環境

 本研究林(約4,200ha)は京都市の北約35km、福井県と滋賀県に接する京都府北東部に位置する。標高は355~959mで、標高600~800mの部分が全面積の約2/3を占める。丹波高地にみられる準平原状の地形を呈しているが、斜面部は全般的に急峻であり、傾斜は30~40度のところが多い。由良川の源流から5次谷までが含まれ、人工構造物のほとんどない河川となっている。地質は中・古生層に属する丹波帯と呼ばれる砂岩や泥岩(頁岩)の基盤岩に東西に延びるチャート層を挟む。チャートが卓越する場所では急岸や滝が形成されている。土壌は大部分が褐色森林土となっており、やや粘質で腐食に富んだ表土の厚いBD型が多いが、稜線や小尾根の乾燥地にはBD-d型土壌も見られる。また、沢沿いにはBE型やBF型土壌が、標高800m以上の稜線にはポドゾル土壌が局所的に認められる。
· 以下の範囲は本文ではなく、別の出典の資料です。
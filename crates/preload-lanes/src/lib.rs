// Copyright 2025 eraflo
//
// Licensed under the Apache License, Version 2.0 (the "License");
// you may not use this file except in compliance with the License.
// You may obtain a copy of the License at
//
//     http://www.apache.org/licenses/LICENSE-2.0
//
// Unless required by applicable law or agreed to in writing, software
// distributed under the License is distributed on an "AS IS" BASIS,
// WITHOUT WARRANTIES OR CONDITIONS OF ANY KIND, either express or implied.
// See the License for the specific language governing permissions and
// limitations under the License.

//! Hot-path decoding lanes.
//!
//! A lane is a small, stateless strategy that does the CPU-heavy part of
//! loading: turning the bytes a fetcher returned into a decoded asset.
//! The loading aggregator never decodes anything itself; it picks a lane per
//! asset kind from a [`DecoderSet`](asset_lane::DecoderSet).

pub mod asset_lane;

pub use asset_lane::{AssetDecoderLane, DecoderSet};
 事務所構内(標高356m)の2012~2020年の年平均気温と年降水量は、それぞれ12.0℃と2,490mmである。冬季の積雪深は1m前後であり、年間を通じて降水量が多い。京都市内に比べると、平均気温で3~4℃低く、降水量は約1.5倍となっている。長治谷(標高640m)の積雪深は2m近くにも及び、12月半ばから4月初めまで根雪に閉ざされる。事務所構内に較べると、年平均気温は約1℃低く、降水量は400~600mm程度多い。